PROBLEM. Take every line from the data that has the word "dropped" in it.

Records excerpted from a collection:

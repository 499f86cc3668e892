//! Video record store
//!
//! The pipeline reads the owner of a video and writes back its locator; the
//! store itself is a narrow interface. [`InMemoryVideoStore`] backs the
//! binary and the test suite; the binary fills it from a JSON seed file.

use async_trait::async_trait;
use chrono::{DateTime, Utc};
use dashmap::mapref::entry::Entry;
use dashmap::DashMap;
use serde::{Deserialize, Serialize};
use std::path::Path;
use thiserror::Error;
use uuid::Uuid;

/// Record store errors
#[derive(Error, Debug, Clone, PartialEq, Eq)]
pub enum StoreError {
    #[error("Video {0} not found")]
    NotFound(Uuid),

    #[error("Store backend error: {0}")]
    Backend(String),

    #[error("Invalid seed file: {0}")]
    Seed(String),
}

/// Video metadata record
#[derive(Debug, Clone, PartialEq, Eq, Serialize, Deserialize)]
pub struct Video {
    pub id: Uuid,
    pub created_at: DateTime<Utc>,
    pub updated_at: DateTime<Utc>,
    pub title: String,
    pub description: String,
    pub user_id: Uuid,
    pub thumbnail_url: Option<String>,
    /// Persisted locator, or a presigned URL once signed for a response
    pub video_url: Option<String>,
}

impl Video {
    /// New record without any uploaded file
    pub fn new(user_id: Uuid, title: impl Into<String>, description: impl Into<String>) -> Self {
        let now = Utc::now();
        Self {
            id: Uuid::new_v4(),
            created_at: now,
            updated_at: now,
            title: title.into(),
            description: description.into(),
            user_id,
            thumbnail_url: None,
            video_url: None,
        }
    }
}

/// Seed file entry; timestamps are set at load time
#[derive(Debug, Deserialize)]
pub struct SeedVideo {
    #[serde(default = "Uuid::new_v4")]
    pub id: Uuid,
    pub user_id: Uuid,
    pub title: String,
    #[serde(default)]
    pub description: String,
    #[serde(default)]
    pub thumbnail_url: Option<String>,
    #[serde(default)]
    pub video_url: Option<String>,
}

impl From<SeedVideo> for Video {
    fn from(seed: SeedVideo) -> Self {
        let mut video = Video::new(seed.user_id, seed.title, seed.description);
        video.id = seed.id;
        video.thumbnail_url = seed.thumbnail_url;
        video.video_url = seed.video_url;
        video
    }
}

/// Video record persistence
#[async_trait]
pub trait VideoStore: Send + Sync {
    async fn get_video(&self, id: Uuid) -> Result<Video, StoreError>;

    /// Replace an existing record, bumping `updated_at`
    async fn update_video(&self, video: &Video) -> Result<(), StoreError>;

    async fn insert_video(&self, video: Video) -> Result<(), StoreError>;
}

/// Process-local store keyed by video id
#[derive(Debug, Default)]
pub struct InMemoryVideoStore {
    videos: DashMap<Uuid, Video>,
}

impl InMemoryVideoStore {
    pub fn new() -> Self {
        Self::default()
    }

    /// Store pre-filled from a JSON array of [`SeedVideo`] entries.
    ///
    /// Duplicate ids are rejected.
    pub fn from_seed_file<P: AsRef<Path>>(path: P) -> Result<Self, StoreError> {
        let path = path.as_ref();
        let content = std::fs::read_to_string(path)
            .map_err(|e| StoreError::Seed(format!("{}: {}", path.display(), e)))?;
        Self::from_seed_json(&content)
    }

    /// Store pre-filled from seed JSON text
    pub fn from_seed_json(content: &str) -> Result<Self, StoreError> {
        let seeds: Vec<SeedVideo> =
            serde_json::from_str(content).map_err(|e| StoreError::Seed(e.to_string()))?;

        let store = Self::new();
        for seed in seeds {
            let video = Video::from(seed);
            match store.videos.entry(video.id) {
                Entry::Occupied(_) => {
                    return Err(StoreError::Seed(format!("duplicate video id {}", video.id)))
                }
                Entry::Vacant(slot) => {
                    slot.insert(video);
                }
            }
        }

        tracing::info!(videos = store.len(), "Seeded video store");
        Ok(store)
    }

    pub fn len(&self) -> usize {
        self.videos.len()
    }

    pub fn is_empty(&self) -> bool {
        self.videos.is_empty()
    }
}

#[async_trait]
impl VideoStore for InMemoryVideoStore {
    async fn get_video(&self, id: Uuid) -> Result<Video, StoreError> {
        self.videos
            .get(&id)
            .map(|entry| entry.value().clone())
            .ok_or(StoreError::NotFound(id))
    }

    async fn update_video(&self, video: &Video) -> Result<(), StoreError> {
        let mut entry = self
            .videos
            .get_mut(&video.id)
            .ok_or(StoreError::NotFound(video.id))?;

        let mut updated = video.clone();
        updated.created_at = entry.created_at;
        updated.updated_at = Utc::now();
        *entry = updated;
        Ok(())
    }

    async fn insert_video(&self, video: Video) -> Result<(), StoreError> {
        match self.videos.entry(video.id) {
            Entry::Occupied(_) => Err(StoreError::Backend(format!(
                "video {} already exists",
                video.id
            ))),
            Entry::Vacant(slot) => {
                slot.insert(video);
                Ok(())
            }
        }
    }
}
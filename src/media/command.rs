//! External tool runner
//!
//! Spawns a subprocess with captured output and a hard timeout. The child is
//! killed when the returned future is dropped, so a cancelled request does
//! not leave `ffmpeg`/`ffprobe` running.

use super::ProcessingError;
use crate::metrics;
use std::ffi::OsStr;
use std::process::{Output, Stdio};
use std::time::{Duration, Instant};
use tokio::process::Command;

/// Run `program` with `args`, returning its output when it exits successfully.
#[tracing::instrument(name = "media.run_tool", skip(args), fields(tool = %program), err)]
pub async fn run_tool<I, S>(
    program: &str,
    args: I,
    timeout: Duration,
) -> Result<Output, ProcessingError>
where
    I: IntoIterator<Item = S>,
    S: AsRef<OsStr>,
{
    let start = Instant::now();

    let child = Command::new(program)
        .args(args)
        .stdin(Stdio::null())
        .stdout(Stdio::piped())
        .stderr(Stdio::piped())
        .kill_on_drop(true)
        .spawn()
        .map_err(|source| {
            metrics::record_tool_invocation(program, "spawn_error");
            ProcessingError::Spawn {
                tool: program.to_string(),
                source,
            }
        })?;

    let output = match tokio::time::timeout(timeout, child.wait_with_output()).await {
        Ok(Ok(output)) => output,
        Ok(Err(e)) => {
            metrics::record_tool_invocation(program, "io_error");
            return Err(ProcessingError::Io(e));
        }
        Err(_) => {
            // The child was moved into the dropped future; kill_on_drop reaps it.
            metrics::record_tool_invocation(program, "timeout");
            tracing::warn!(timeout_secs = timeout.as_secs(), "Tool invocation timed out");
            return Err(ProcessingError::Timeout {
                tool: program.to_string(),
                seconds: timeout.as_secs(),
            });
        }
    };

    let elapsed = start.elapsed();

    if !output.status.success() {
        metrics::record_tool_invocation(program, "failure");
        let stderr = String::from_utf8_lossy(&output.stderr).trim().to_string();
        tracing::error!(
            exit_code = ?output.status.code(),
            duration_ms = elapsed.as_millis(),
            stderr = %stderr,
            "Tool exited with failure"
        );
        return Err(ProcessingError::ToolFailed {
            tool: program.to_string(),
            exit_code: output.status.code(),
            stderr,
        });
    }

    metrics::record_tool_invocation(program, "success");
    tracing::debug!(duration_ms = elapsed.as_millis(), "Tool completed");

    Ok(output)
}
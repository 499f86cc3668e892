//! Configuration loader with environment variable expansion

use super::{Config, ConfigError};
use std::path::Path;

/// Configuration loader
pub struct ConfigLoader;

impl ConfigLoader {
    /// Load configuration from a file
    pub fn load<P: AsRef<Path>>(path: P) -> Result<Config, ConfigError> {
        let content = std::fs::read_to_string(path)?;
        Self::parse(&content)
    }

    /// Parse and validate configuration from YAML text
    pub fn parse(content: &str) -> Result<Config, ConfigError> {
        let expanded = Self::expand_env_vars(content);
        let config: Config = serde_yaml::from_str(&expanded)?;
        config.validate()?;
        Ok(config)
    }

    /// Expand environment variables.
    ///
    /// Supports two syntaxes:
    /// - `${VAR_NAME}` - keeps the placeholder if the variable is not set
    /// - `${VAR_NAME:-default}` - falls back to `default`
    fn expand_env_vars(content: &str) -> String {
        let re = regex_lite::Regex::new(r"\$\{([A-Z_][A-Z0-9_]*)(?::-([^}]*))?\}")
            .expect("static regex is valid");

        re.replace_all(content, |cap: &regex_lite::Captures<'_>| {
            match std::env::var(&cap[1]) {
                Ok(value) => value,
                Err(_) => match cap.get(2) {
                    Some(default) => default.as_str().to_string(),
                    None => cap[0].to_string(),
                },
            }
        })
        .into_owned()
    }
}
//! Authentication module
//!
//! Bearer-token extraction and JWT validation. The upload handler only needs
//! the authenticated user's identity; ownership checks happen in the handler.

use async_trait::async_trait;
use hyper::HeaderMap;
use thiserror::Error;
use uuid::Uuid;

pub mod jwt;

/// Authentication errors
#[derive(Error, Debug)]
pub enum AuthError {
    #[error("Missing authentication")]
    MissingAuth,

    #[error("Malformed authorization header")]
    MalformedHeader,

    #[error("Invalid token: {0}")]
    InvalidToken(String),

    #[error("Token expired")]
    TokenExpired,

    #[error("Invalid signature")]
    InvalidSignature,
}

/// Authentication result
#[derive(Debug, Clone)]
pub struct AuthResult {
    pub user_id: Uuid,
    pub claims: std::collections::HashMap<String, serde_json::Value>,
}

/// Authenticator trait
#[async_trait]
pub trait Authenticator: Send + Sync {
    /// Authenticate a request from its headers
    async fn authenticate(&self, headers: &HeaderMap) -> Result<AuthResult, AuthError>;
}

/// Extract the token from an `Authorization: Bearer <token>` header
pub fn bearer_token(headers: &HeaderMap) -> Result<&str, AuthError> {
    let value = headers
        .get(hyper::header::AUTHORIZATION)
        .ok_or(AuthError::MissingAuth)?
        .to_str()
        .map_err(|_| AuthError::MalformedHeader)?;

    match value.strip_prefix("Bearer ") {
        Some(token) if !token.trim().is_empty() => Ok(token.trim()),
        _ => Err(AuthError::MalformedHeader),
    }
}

--

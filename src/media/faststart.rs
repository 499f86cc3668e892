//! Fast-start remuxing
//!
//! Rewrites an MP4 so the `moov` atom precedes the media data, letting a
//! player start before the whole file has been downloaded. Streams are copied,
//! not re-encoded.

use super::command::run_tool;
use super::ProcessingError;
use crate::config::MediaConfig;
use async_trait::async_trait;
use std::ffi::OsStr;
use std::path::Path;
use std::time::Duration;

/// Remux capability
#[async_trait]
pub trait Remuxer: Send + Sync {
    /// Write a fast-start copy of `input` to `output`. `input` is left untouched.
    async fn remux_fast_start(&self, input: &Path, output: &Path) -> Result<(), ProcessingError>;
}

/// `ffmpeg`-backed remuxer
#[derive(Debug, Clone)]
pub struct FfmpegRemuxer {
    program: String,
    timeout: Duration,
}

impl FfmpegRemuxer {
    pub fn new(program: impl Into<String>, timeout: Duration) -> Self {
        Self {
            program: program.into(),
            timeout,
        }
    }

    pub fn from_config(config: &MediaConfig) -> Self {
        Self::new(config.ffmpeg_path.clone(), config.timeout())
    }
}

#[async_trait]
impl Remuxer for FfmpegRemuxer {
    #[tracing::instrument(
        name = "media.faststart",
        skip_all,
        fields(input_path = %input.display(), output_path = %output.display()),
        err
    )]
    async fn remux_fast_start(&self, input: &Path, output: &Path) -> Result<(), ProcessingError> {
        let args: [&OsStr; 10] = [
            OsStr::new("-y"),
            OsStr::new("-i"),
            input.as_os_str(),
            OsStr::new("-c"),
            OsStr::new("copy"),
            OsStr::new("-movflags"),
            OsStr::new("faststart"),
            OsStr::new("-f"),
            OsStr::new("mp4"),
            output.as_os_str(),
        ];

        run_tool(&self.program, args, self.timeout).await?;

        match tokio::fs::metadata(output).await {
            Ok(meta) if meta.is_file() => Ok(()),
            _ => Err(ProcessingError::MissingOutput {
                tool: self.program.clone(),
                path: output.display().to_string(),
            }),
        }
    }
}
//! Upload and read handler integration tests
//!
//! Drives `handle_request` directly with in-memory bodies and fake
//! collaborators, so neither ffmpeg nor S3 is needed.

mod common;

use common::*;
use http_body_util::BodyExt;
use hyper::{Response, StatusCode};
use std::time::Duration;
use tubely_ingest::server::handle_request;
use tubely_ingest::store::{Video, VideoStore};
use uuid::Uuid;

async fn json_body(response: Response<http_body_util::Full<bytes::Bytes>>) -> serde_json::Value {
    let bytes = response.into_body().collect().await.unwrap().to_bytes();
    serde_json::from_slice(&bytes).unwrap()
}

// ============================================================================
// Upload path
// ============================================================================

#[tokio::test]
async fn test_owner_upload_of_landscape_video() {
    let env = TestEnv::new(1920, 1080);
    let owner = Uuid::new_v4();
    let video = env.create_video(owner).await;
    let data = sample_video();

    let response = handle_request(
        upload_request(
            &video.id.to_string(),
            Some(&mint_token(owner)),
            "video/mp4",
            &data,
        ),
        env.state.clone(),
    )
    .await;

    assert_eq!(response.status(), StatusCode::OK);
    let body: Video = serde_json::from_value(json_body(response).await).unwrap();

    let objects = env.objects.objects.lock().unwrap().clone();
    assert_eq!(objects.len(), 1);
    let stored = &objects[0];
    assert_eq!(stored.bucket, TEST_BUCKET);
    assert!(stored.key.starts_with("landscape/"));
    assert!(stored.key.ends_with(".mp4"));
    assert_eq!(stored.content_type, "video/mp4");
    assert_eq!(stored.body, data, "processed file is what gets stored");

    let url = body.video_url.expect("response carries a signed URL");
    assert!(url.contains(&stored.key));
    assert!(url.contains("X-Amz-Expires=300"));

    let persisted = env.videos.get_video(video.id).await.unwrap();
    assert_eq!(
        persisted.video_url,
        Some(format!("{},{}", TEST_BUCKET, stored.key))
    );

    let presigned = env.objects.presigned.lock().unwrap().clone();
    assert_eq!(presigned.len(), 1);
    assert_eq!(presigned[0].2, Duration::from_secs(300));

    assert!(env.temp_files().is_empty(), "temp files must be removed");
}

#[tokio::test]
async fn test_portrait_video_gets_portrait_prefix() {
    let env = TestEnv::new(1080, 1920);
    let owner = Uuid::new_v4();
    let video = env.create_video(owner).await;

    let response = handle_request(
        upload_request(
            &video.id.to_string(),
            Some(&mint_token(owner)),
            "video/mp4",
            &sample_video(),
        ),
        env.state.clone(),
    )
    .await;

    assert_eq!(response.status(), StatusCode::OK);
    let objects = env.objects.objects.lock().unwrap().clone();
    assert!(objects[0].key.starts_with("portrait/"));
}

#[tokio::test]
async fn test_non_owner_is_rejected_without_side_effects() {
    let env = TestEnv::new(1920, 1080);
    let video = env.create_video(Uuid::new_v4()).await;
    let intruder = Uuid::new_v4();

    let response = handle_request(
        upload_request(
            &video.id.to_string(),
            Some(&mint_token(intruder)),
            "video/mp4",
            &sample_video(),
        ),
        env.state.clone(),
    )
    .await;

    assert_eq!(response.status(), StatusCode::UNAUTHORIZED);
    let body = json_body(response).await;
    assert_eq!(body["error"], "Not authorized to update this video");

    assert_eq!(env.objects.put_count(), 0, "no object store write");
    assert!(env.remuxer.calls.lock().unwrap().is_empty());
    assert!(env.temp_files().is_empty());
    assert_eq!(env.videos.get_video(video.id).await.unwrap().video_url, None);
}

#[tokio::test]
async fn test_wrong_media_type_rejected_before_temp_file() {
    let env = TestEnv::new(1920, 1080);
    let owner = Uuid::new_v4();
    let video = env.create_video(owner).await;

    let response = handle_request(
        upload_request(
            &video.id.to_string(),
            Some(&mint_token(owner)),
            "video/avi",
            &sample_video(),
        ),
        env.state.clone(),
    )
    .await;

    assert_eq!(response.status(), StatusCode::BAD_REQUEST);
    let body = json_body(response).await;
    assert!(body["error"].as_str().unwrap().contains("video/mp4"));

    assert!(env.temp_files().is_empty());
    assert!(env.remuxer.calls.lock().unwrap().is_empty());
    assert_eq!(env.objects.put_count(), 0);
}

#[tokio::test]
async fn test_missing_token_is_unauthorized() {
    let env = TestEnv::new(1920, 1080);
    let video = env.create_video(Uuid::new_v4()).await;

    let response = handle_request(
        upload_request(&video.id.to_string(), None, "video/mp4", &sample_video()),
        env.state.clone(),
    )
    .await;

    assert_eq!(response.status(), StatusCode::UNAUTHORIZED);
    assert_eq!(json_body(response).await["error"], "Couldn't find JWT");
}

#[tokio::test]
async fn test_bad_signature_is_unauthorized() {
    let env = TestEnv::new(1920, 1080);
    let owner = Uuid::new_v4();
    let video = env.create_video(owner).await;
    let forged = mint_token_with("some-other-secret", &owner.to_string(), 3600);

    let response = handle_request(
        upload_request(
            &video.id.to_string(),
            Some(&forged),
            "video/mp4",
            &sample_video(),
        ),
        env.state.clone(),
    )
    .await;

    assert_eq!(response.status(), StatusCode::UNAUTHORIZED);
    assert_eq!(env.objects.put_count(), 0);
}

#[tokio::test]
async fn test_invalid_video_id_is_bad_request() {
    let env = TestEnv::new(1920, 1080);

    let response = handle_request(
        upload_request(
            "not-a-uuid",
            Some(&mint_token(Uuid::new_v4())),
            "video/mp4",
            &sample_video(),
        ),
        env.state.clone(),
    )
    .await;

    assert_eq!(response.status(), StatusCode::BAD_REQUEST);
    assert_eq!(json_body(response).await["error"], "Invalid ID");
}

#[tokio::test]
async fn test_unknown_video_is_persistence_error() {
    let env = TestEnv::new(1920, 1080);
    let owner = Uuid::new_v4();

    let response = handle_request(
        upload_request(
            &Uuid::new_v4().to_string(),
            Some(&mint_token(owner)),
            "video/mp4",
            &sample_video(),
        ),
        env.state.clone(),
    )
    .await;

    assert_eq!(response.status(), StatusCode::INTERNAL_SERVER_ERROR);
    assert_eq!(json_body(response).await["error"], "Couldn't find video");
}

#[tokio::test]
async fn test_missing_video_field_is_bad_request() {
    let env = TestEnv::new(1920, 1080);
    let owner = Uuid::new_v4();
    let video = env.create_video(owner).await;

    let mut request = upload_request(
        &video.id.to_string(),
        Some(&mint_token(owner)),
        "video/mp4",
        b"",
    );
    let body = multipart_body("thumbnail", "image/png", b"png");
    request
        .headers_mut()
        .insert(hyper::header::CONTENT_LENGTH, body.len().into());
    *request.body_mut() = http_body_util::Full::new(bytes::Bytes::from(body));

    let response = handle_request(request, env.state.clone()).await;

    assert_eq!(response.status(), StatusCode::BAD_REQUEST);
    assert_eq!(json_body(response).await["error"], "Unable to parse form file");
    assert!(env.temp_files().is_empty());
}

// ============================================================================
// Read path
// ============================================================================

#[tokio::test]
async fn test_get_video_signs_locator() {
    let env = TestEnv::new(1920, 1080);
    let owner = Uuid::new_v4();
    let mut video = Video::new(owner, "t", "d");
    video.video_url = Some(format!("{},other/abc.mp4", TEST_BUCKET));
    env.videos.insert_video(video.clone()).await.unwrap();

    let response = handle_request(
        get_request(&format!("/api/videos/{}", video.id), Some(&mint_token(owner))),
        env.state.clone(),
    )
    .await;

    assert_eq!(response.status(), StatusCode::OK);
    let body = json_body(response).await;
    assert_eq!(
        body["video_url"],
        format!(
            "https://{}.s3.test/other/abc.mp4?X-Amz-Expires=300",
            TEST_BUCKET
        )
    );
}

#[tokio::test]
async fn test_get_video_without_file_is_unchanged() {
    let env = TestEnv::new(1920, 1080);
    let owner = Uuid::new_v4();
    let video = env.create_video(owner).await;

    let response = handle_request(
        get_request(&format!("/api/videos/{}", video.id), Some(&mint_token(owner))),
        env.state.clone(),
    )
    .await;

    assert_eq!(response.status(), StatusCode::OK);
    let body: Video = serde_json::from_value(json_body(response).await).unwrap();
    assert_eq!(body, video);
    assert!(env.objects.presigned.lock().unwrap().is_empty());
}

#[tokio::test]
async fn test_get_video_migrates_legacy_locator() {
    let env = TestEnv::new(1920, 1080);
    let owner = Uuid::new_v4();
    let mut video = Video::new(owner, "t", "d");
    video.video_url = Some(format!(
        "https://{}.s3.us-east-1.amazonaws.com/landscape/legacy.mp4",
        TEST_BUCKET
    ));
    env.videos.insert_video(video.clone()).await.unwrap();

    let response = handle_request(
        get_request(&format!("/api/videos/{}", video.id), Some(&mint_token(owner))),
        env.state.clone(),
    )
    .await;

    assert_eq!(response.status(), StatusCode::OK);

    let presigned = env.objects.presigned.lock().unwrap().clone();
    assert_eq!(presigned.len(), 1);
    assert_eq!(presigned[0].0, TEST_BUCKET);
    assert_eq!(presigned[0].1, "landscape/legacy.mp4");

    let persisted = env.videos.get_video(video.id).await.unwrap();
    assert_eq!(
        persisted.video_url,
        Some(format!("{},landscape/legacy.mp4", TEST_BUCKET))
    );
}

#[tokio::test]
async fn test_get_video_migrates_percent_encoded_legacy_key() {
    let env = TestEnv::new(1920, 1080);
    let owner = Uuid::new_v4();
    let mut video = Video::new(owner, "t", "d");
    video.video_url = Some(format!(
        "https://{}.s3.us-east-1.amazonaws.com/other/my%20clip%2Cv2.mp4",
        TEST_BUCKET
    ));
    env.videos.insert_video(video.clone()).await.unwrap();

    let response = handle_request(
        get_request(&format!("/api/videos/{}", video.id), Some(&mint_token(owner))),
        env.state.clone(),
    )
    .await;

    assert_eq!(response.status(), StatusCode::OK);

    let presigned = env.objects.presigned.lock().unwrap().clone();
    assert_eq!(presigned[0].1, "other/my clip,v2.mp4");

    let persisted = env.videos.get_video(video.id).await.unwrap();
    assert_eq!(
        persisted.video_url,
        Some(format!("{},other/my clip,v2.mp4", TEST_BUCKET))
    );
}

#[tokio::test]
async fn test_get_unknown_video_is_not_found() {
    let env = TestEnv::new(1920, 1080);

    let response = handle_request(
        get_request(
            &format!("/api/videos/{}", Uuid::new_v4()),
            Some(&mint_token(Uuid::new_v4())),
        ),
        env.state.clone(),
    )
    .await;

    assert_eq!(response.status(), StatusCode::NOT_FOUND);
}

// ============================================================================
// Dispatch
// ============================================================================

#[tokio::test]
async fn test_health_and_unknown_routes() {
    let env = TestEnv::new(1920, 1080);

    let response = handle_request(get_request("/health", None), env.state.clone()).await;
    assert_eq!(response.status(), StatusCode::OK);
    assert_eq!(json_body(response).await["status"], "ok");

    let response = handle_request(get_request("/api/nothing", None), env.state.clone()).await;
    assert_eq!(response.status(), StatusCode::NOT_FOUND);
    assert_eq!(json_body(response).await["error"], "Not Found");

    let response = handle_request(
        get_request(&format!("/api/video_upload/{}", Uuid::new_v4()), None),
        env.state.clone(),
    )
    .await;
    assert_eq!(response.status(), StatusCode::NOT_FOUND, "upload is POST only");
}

TASK RESULT.
//! killed when the returned future is dropped, so a cancelled request does
            // The child was moved into the dropped future; kill_on_drop reaps it.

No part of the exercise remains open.